[Saved entries]
__________________________________________________

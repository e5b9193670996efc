use serde::{Deserialize, Serialize};

/// Background picked from the dominant weather condition.
#[derive(Debug, Clone, Copy, PartialEq, Eq, Hash, Serialize, Deserialize, Default)]
#[serde(rename_all = "lowercase")]
pub enum BackgroundCategory {
    #[default]
    Clear,
    Cloudy,
    Foggy,
    Rainy,
    Snowy,
    Stormy,
}

impl BackgroundCategory {
    pub const fn all() -> &'static [BackgroundCategory] {
        &[
            BackgroundCategory::Clear,
            BackgroundCategory::Cloudy,
            BackgroundCategory::Foggy,
            BackgroundCategory::Rainy,
            BackgroundCategory::Snowy,
            BackgroundCategory::Stormy,
        ]
    }

    pub fn as_str(&self) -> &'static str {
        match self {
            BackgroundCategory::Clear => "clear",
            BackgroundCategory::Cloudy => "cloudy",
            BackgroundCategory::Foggy => "foggy",
            BackgroundCategory::Rainy => "rainy",
            BackgroundCategory::Snowy => "snowy",
            BackgroundCategory::Stormy => "stormy",
        }
    }

    /// The image actually shown: fog shares the cloudy backdrop and storms
    /// share the rainy one.
    pub fn backdrop(&self) -> BackgroundCategory {
        match self {
            BackgroundCategory::Foggy => BackgroundCategory::Cloudy,
            BackgroundCategory::Stormy => BackgroundCategory::Rainy,
            other => *other,
        }
    }
}

impl std::fmt::Display for BackgroundCategory {
    fn fmt(&self, f: &mut std::fmt::Formatter<'_>) -> std::fmt::Result {
        f.write_str(self.as_str())
    }
}

/// Map a WMO code to its background. Codes outside every known range are `Clear`.
pub fn categorize(code: i32) -> BackgroundCategory {
    match code {
        0 => BackgroundCategory::Clear,
        1..=3 => BackgroundCategory::Cloudy,
        45 | 48 => BackgroundCategory::Foggy,
        51..=67 | 80..=82 => BackgroundCategory::Rainy,
        71..=77 | 85..=86 => BackgroundCategory::Snowy,
        95 | 96 | 99 => BackgroundCategory::Stormy,
        _ => BackgroundCategory::Clear,
    }
}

__________________________________________________

What is required = In the records above, how many lines hold the string "Serialize"? Respond with that number only.

Solution to the exercise = 2